I wanted to send you an intro w/ a little more information about ES than you may have gotten from our Mod Support team so here you go!

To get started on this forum, click on the gray “How To Use This Site” link above & review the information there. You can search any topic using the gray magnifying glass icon in the upper right. Our Newbies Guide has lots of information about ES as
well as links to published research papers. We also have a list of doctors familiar w/ ES (see link at bottom of this email).

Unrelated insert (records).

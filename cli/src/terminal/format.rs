use std::time::Duration;

use assetr_common::network::host::{HostRecord, PortRecord};
use colored::*;

use crate::terminal::colors;

pub type Detail = (String, ColoredString);

pub fn host_details(host: &HostRecord) -> Vec<Detail> {
    let mut details: Vec<Detail> = vec![(
        "IPv4".to_string(),
        host.addr.to_string().color(colors::IPV4_ADDR),
    )];

    if let Some(mac) = host.mac {
        details.push(("MAC".to_string(), mac.to_string().color(colors::MAC_ADDR)));
    }

    if let Some(vendor) = &host.vendor {
        details.push(("Vendor".to_string(), vendor.normal()));
    }

    if let Some(rtt) = host.rtt {
        details.push(("RTT".to_string(), rtt_str(rtt).normal()));
    }

    let methods: Vec<String> = host.methods().iter().map(ToString::to_string).collect();
    details.push(("Seen".to_string(), methods.join(", ").dimmed()));

    details.extend(host.open_ports().map(port_detail));
    details
}

fn port_detail(port: &PortRecord) -> Detail {
    let mut value = format!(
        "{}/{} {}",
        port.port.to_string().color(colors::PORT_OPEN),
        port.transport,
        port.service
    );
    if let Some(banner) = &port.banner {
        value.push_str(&format!(" {}", banner.dimmed()));
    }
    ("Port".to_string(), value.normal())
}

fn rtt_str(rtt: Duration) -> String {
    let micros = rtt.as_micros();
    if micros < 1_000 {
        format!("{micros}µs")
    } else {
        format!("{:.1}ms", rtt.as_secs_f64() * 1_000.0)
    }
}

// ╔════════════════════════════════════════════╗
// ║ ████████╗███████╗███████╗████████╗███████╗ ║
// ║ ╚══██╔══╝██╔════╝██╔════╝╚══██╔══╝██╔════╝ ║
// ║    ██║   █████╗  ███████╗   ██║   ███████╗ ║
// ║    ██║   ██╔══╝  ╚════██║   ██║   ╚════██║ ║
// ║    ██║   ███████╗███████║   ██║   ███████║ ║
// ║    ╚═╝   ╚══════╝╚══════╝   ╚═╝   ╚══════╝ ║
// ╚════════════════════════════════════════════╝
//! # assetr core
//!
//! Multi-method host discovery: link-layer resolution, echo probing and TCP
//! connection probing, merged into one record per address and optionally
//! enriched with reverse DNS names and open services.

pub mod discovery;
pub mod merge;
pub mod network;
pub mod runner;
pub mod scanner;
pub mod vendors;

pub use assetr_common::network::range::expand;
pub use discovery::{Discovery, DiscoveryStrategy};
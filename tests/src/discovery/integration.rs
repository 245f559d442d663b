#![cfg(test)]
use std::net::{Ipv4Addr, SocketAddr};
use std::sync::Arc;
use std::sync::atomic::{AtomicUsize, Ordering};
use std::time::Duration;

use assetr_common::config::DiscoveryConfig;
use assetr_common::network::host::{HostRecord, Method, PortState, Transport};
use assetr_common::network::target::TargetSpec;
use assetr_core::Discovery;
use tokio::io::AsyncWriteExt;
use tokio::net::{TcpListener, UdpSocket};
use tokio::time::timeout;

/// Binds a loopback listener that greets every client with `banner`.
async fn serve(banner: &'static [u8]) -> u16 {
    let listener = TcpListener::bind("127.0.0.1:0").await.unwrap();
    let port = listener.local_addr().unwrap().port();
    tokio::spawn(async move {
        while let Ok((mut stream, _)) = listener.accept().await {
            let _ = stream.write_all(banner).await;
        }
    });
    port
}

/// Connect probing only, so the run needs no raw sockets.
fn connect_only(port: u16) -> DiscoveryConfig {
    let mut cfg = DiscoveryConfig::default();
    cfg.interface = None;
    cfg.methods.link_layer = false;
    cfg.methods.echo = false;
    cfg.resolve_hostnames = false;
    cfg.connect.ports = vec![port];
    cfg.connect.timeout = Duration::from_millis(500);
    cfg.port_scan.tcp_ports = vec![port];
    cfg.port_scan.udp_ports = Vec::new();
    cfg.port_scan.timeout = Duration::from_millis(500);
    cfg.port_scan.banner_timeout = Duration::from_millis(500);
    cfg
}

#[tokio::test]
async fn loopback_listener_is_found_by_connect() {
    let port = serve(b"").await;
    let spec = TargetSpec::parse_list("127.0.0.1").unwrap();

    let hosts: Vec<HostRecord> = Discovery::new(connect_only(port))
        .discover(&spec, false)
        .await
        .expect("discovery failed");

    assert_eq!(hosts.len(), 1, "expected exactly one host: {hosts:?}");
    let host = &hosts[0];
    assert_eq!(host.addr, Ipv4Addr::LOCALHOST);
    assert_eq!(host.methods(), vec![Method::Connect]);
    assert!(host.mac.is_none());
    assert!(host.ports.is_empty());
}

#[tokio::test]
async fn silent_range_yields_only_listening_host() {
    let port = serve(b"").await;
    let spec = TargetSpec::parse_list("127.0.0.1-127.0.0.3").unwrap();
    let seen = Arc::new(AtomicUsize::new(0));
    let counter = seen.clone();

    let hosts = Discovery::new(connect_only(port))
        .with_progress(move |n| counter.store(n, Ordering::SeqCst))
        .discover(&spec, false)
        .await
        .unwrap();

    // the listener is bound to 127.0.0.1 only, its neighbours refuse
    let addrs: Vec<Ipv4Addr> = hosts.iter().map(|h| h.addr).collect();
    assert_eq!(addrs, vec![Ipv4Addr::LOCALHOST]);
    assert_eq!(seen.load(Ordering::SeqCst), 1);
}

#[tokio::test]
async fn port_scan_reports_open_service_with_banner() {
    let port = serve(b"SSH-2.0-Test\r\n").await;
    let spec = TargetSpec::parse_list("127.0.0.1").unwrap();

    let hosts = Discovery::new(connect_only(port))
        .discover(&spec, true)
        .await
        .unwrap();

    assert_eq!(hosts.len(), 1);
    let ports: Vec<_> = hosts[0].open_ports().collect();
    assert_eq!(ports.len(), 1);
    assert_eq!(ports[0].port, port);
    assert_eq!(ports[0].transport, Transport::Tcp);
    assert_eq!(ports[0].state, PortState::Open);
    assert_eq!(ports[0].banner.as_deref(), Some("SSH-2.0-Test"));
}

#[tokio::test]
async fn unreachable_nameserver_leaves_hostname_empty() {
    let port = serve(b"").await;
    let mut cfg = connect_only(port);
    cfg.resolve_hostnames = true;
    // nothing answers on the discard port
    cfg.dns_server = Some(SocketAddr::from((Ipv4Addr::LOCALHOST, 9)));
    cfg.dns_timeout = Duration::from_millis(200);
    let spec = TargetSpec::parse_list("127.0.0.1").unwrap();

    let hosts = Discovery::new(cfg).discover(&spec, true).await.unwrap();

    assert_eq!(hosts.len(), 1);
    assert!(hosts[0].hostname.is_none());
}

#[tokio::test]
async fn hostnames_are_resolved_only_with_port_scan() {
    let port = serve(b"").await;
    // a nameserver that records queries and never answers
    let nameserver = UdpSocket::bind("127.0.0.1:0").await.unwrap();
    let mut cfg = connect_only(port);
    cfg.resolve_hostnames = true;
    cfg.dns_server = Some(nameserver.local_addr().unwrap());
    cfg.dns_timeout = Duration::from_millis(200);
    let spec = TargetSpec::parse_list("127.0.0.1").unwrap();
    let discovery = Discovery::new(cfg);
    let mut buf = [0u8; 512];

    let hosts = discovery.discover(&spec, false).await.unwrap();
    assert_eq!(hosts.len(), 1);
    assert!(hosts[0].ports.is_empty());
    let received = timeout(Duration::from_millis(300), nameserver.recv_from(&mut buf)).await;
    assert!(received.is_err(), "no query expected without a port scan");

    let hosts = discovery.discover(&spec, true).await.unwrap();
    assert_eq!(hosts.len(), 1);
    let received = timeout(Duration::from_millis(300), nameserver.recv_from(&mut buf)).await;
    assert!(received.is_ok(), "port scan should send one PTR query");
}

#[tokio::test]
async fn lan_target_without_interface_is_rejected() {
    let spec = TargetSpec::parse_list("lan").unwrap();
    let result = Discovery::new(connect_only(1)).discover(&spec, false).await;
    assert!(result.is_err());
}

#[test]
fn expand_lists_usable_hosts() {
    let addrs = assetr_core::expand("10.1.2.0/30").unwrap();
    assert_eq!(
        addrs,
        vec![Ipv4Addr::new(10, 1, 2, 1), Ipv4Addr::new(10, 1, 2, 2)]
    );
    assert!(assetr_core::expand("10.1.2.0/33").is_err());
}
use colored::Color;

pub const PRIMARY: Color = Color::TrueColor {
    r: 0x7d,
    g: 0xcf,
    b: 0xff,
};
pub const ACCENT: Color = Color::BrightGreen;
pub const SEPARATOR: Color = Color::BrightBlack;
pub const TEXT_DEFAULT: Color = Color::White;

pub const IPV4_ADDR: Color = Color::BrightBlue;
pub const IPV4_PREFIX: Color = Color::Blue;
pub const IPV6_ADDR: Color = Color::Cyan;
pub const MAC_ADDR: Color = Color::Yellow;
pub const PORT_OPEN: Color = Color::Green;
use std::net::Ipv4Addr;

use anyhow::Context;

/// Prints one address per line so the output can be piped.
pub fn expand(prefix: &str) -> anyhow::Result<()> {
    let addrs: Vec<Ipv4Addr> =
        assetr_core::expand(prefix).with_context(|| format!("cannot expand {prefix}"))?;

    for addr in addrs {
        println!("{addr}");
    }
    Ok(())
}
//! # Address Ranges
//!
//! Contiguous IPv4 runs derived from CIDR prefixes, plus [`expand`], which
//! turns a prefix string into the list of usable host addresses.

use std::net::Ipv4Addr;

use pnet::ipnetwork::Ipv4Network;

use crate::error::DiscoveryError;

#[derive(Debug, Clone, Copy, PartialEq, Eq, Hash)]
pub struct Ipv4Range {
    pub start_addr: Ipv4Addr,
    pub end_addr: Ipv4Addr,
}

impl Ipv4Range {
    pub fn new(start_addr: Ipv4Addr, end_addr: Ipv4Addr) -> Self {
        Self {
            start_addr,
            end_addr,
        }
    }

    /// Usable hosts of a network.
    ///
    /// Network and broadcast addresses are dropped when the prefix holds more
    /// than two addresses. `/31` and `/32` keep everything the mask yields.
    pub fn from_network(network: Ipv4Network) -> Self {
        let start: u32 = network.network().into();
        let end: u32 = network.broadcast().into();

        if end - start >= 2 {
            Self::new(Ipv4Addr::from(start + 1), Ipv4Addr::from(end - 1))
        } else {
            Self::new(Ipv4Addr::from(start), Ipv4Addr::from(end))
        }
    }

    pub fn len(&self) -> usize {
        let start: u32 = self.start_addr.into();
        let end: u32 = self.end_addr.into();
        if end < start {
            0
        } else {
            (end - start) as usize + 1
        }
    }

    pub fn is_empty(&self) -> bool {
        self.len() == 0
    }

    pub fn contains(&self, addr: Ipv4Addr) -> bool {
        (self.start_addr..=self.end_addr).contains(&addr)
    }

    /// Lazily walks the range in ascending order.
    pub fn iter(&self) -> <Self as IntoIterator>::IntoIter {
        (*self).into_iter()
    }
}

impl IntoIterator for Ipv4Range {
    type Item = Ipv4Addr;
    type IntoIter = std::iter::Map<std::ops::RangeInclusive<u32>, fn(u32) -> Ipv4Addr>;

    fn into_iter(self) -> Self::IntoIter {
        let start: u32 = self.start_addr.into();
        let end: u32 = self.end_addr.into();
        (start..=end).map(Ipv4Addr::from as fn(u32) -> Ipv4Addr)
    }
}

/// Parses `a.b.c.d/len` into a network.
///
/// Host bits are allowed and ignored, `10.0.0.7/24` is the same network as
/// `10.0.0.0/24`.
pub fn parse_prefix(prefix: &str) -> Result<Ipv4Network, DiscoveryError> {
    let trimmed = prefix.trim();
    let Some((addr_str, len_str)) = trimmed.split_once('/') else {
        return Err(DiscoveryError::invalid_target(prefix, "missing '/<prefix>'"));
    };

    let addr: Ipv4Addr = addr_str
        .parse()
        .map_err(|e| DiscoveryError::invalid_target(prefix, format!("bad address: {e}")))?;

    let len: u8 = len_str
        .parse()
        .map_err(|e| DiscoveryError::invalid_target(prefix, format!("bad prefix length: {e}")))?;

    if len > 32 {
        return Err(DiscoveryError::invalid_target(prefix, "prefix exceeds 32"));
    }

    let network = Ipv4Network::new(addr, len)
        .map_err(|e| DiscoveryError::invalid_target(prefix, e))?;

    Ipv4Network::new(network.network(), len).map_err(|e| DiscoveryError::invalid_target(prefix, e))
}

pub fn cidr_range(prefix: &str) -> Result<Ipv4Range, DiscoveryError> {
    parse_prefix(prefix).map(Ipv4Range::from_network)
}

/// Expands a CIDR prefix into its usable host addresses, in ascending order.
pub fn expand(prefix: &str) -> Result<Vec<Ipv4Addr>, DiscoveryError> {
    Ok(cidr_range(prefix)?.iter().collect())
}

// ╔════════════════════════════════════════════╗
// ║ ████████╗███████╗███████╗████████╗███████╗ ║
// ║ ╚══██╔══╝██╔════╝██╔════╝╚══██╔══╝██╔════╝ ║
// ║    ██║   █████╗  ███████╗   ██║   ███████╗ ║
// ║    ██║   ██╔══╝  ╚════██║   ██║   ╚════██║ ║
// ║    ██║   ███████╗███████║   ██║   ███████║ ║
// ║    ╚═╝   ╚══════╝╚══════╝   ╚═╝   ╚══════╝ ║
// ╚════════════════════════════════════════════╝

Eagle Syndrome is defined as 1) elongation of the styloid process(es) OR 2) calcification of the stylohyoid ligament(s) OR 3) a combination of 1 & 2. The type of doctor that usually treats ES is a skull-based ENT surgeon, neurosurgeon or maxillofacial surgeon. These doctors are often cancer specialists. Understanding the type & thoroughness of a doctor’s surgical approach is important. We recommend the external (vs. intraoral) approach as the styloid can be removed back to the skull base & the stylohyoid ligaments, if calcified, can be removed from styloid tips to hyoid bone which provides the best long-term recovery from ES symptoms. Nerves & vascular tissues can also be better monitored via the external approach. A CT scan is the best way to diagnose ES. Your CT needs to show the area between your hyoid bone & skull base focusing on the styloid processes & stylohyoid ligaments. If you have calcification on your stylohyoid ligaments, that will also show up but the ligaments themselves will be invisible - only the calcified sections can be seen.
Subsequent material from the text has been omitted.